8月26日,國家醫保局正式向社會公佈《關於建立健全職工基本醫療保險門診共濟保障機制的指導意見(徵求意見稿)》。意見擬規定普通門診費用醫保可以報銷,報銷比例從50%起步。同時,職工醫保個人賬户計入辦法也將有變,醫保單位繳費部分不再計入個人賬户,全部計入統籌基金。
我國職工醫保制度實施二十幾年來,在激勵職工參保、減輕職工看病負擔等方面發揮了重要作用。但隨着時間推移、經濟社會發展,暴露的問題不少,現行制度已不適應。此次改革職工醫保制度很有必要,而擬改革的核心舉措,都是以問題與變化為導向作出的調整,具有多種意義。
從改革的指導意見來看,所提出的健全醫保共濟保障機制實際是兩種:
一是統籌基金支付的門診共濟保障。比例從50%起,把門診小病、常見病納入醫保統籌基金支付範圍,新增了一項醫保待遇。
二是個人賬户的家庭共濟。原來只能支付職工本人的醫療費用,擴大到可以支付職工配偶、父母、子女的費用,過去只能支付定點醫療機構的費用,擴大到可支付在藥店購買藥品、醫療耗材、小型醫療器械的費用。
顯然無論是擬規定普通門診費用醫保可以報銷,還是擬規定擴大個人賬户資金使用範圍,都是公眾期待的變化。前者可減輕門診病人看病負擔,也能避免小病住院浪費醫療資源。後者可鼓勵職工繼續參保,有助於降低家庭醫療負擔。
毫無疑問,醫保這兩類共濟保障的拓展符合社會的期盼,可以明顯增強在保職工看病就醫享受醫保的獲得感和便利感。更關鍵的是,完善這兩類共濟保障並沒有增加用人單位和個人的負擔,而是從優化醫保賬户的設計與支付結構切入,向管理要紅利。
現行的醫保分為統籌基金與個人賬户,醫保個人繳費基數的2%和單位繳費的30%計入個人賬户。這事實上導致了統籌基金“大池子”供蓄不足,但個人“小池子”多且存在不同程度的沉澱與節餘。如此,一方面制約了“大池子”共濟功能的發揮,蛋糕做不大自然就分不多;另一方面零散沉澱在個人賬户裏的資金,除利用率低之外,還帶來了“醫保卡購物”“套現”等一系列的管理問題,弱化了醫保功能,在保職工也不滿意。
此次改革擬將單位繳費部分放到醫保統籌基金,不再劃入個人賬户,此舉“損有餘而補不足”,一邊是做大統籌基金的“大池子”,為大層面上的共濟保障創造條件;另一邊則是減少“個人賬户”的規模,防止資金沉澱,“一增一減”是精準調節的對症之策。

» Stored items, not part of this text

//! The Battleships environment: episode lifecycle around two board pairs.

use rand::rngs::SmallRng;
use rand::SeedableRng;

use crate::board::Board;
use crate::common::{CellState, EnvError};
use crate::config::{EnvConfig, MAX_PLACEMENT_ATTEMPTS};
use crate::grid::Grid;
use crate::render::BoardRenderer;

/// Auxiliary step information.
///
/// Always empty in this environment; the type exists so the step surface
/// matches the usual `(observation, reward, done, info)` contract.
#[derive(Debug, Clone, Default, PartialEq)]
pub struct EnvInfo {
    entries: Vec<(&'static str, f32)>,
}

impl EnvInfo {
    /// Create empty info.
    pub fn new() -> Self {
        Self::default()
    }

    /// Returns `true` when no entries are present.
    pub fn is_empty(&self) -> bool {
        self.entries.is_empty()
    }

    /// Look up an entry by key.
    pub fn get(&self, key: &str) -> Option<f32> {
        self.entries
            .iter()
            .find(|(k, _)| *k == key)
            .map(|(_, v)| *v)
    }
}

/// Result of a single environment step.
#[derive(Debug, Clone, PartialEq)]
pub struct StepResult {
    /// Opponent hit-state grid after the shot.
    pub observation: Grid<CellState>,
    /// Reward for the shot: -1 for misses and wasted repeats, 0 for hits.
    pub reward: f32,
    /// `true` once every opponent ship is sunk.
    pub done: bool,
    /// Always-empty auxiliary mapping.
    pub info: EnvInfo,
}

/// Single-episode Battleships environment.
///
/// Holds one board pair: the agent's own fleet (never fired upon here) and
/// the opponent fleet that every [`step`](Self::step) shot targets. Each env
/// value owns its episode state outright; construct one per episode consumer
/// rather than sharing a process-wide instance.
#[derive(Debug)]
pub struct BattleshipsEnv {
    config: EnvConfig,
    rng: SmallRng,
    own: Board,
    opponent: Board,
    done: bool,
    renderer: Option<BoardRenderer>,
}

impl BattleshipsEnv {
    /// Create an environment with the default 10×10 grid and classic roster.
    pub fn new() -> Result<Self, EnvError> {
        Self::with_config(EnvConfig::default())
    }

    /// Create an environment from `config`, validating it and placing the
    /// first episode's ships.
    pub fn with_config(config: EnvConfig) -> Result<Self, EnvError> {
        config.validate()?;
        let rng = match config.seed {
            Some(seed) => SmallRng::seed_from_u64(seed),
            None => SmallRng::from_rng(&mut rand::rng()),
        };
        let (width, height) = config.grid_size;
        let mut env = BattleshipsEnv {
            own: Board::new(width, height, &config.ship_sizes),
            opponent: Board::new(width, height, &config.ship_sizes),
            config,
            rng,
            done: false,
            renderer: None,
        };
        env.reset()?;
        Ok(env)
    }

    /// Start a fresh episode: rebuild both boards with new random placements
    /// and return the all-untried opponent hit grid.
    pub fn reset(&mut self) -> Result<Grid<CellState>, EnvError> {
        let (width, height) = self.config.grid_size;
        let mut own = Board::new(width, height, &self.config.ship_sizes);
        let mut opponent = Board::new(width, height, &self.config.ship_sizes);
        own.place_ships_random(&mut self.rng, MAX_PLACEMENT_ATTEMPTS)?;
        opponent.place_ships_random(&mut self.rng, MAX_PLACEMENT_ATTEMPTS)?;
        self.own = own;
        self.opponent = opponent;
        self.done = false;
        log::debug!("episode reset on a {}x{} grid", width, height);
        Ok(self.opponent.hits().clone())
    }

    /// Fire at `action = (x, y)` on the opponent board.
    ///
    /// Fails fast with `InvalidAction` on out-of-bounds coordinates, leaving
    /// all state untouched. Shots after `done` are not rejected; callers are
    /// expected to stop.
    pub fn step(&mut self, action: (usize, usize)) -> Result<StepResult, EnvError> {
        let (x, y) = action;
        if !self.opponent.in_bounds(x, y) {
            return Err(EnvError::InvalidAction {
                x,
                y,
                width: self.opponent.width(),
                height: self.opponent.height(),
            });
        }
        let outcome = self.opponent.resolve_shot(x, y)?;
        let done = self.opponent.all_sunk();
        if done && !self.done {
            log::debug!("all opponent ships sunk, episode done");
        }
        self.done = done;
        Ok(StepResult {
            observation: self.opponent.hits().clone(),
            reward: outcome.reward(),
            done,
            info: EnvInfo::new(),
        })
    }

    /// Current observation: the opponent hit-state grid. Idempotent.
    pub fn observe(&self) -> &Grid<CellState> {
        self.opponent.hits()
    }

    /// Returns `true` once the episode has terminated.
    pub fn is_done(&self) -> bool {
        self.done
    }

    /// The agent's own board (read-only, for rendering).
    pub fn own_board(&self) -> &Board {
        &self.own
    }

    /// The opponent board targeted by shots (read-only, for rendering).
    pub fn opponent_board(&self) -> &Board {
        &self.opponent
    }

    /// Environment configuration.
    pub fn config(&self) -> &EnvConfig {
        &self.config
    }

    /// Draw both boards as text. The renderer is acquired lazily on the
    /// first call and kept until [`close`](Self::close).
    pub fn render(&mut self) -> String {
        let renderer = self.renderer.get_or_insert_with(BoardRenderer::new);
        renderer.draw(&self.own, &self.opponent)
    }

    /// Release the renderer, if one was acquired.
    pub fn close(&mut self) {
        self.renderer = None;
    }
}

同時,對醫保個人賬户支付管理進行放權,強化以家庭為單位成員個人賬户之間的調劑功能,相當於是把原來成員之間不能聯通的“小池子”,貫通整合成家庭的“大池子”,從而提高賬户資金的使用效率,並且還通過擴大支付的範圍,讓需要看病就醫的能夠實現賬户支付的最大化,減少自身支付的負擔。
健全醫保共濟保障,用好用活醫保資金很關鍵。醫保需要一定規模,但判定醫保成色與質量,其實是資金的使用效率,即儘可能不出現資金沉澱以獲得最大醫療保障埋單的最大化。建立健全醫保共濟保障機制,受益的是在保職工,但考驗的還是醫保管理體制機制改革創新的勇氣與智慧。
當然,這一改革只有進行時沒有完成時。隨着經濟社會發展,經濟增長和財政補助對醫保的滋養將增加,醫保基金保障能力將會不斷增強,那麼未來普通門診費用醫保報銷比例應該會不斷提高。此次改革明確各地可適當向退休人員傾斜,隨着老齡化加深,未來傾斜力度也會更大。
還需指出的是,單位繳費部分進入醫保統籌基金後,隨着醫保基金收入增加,對醫保資金的監管能力也要提升,以防止醫保統籌資金被騙取套取,警惕門診變成醫保資金流失新的黑洞。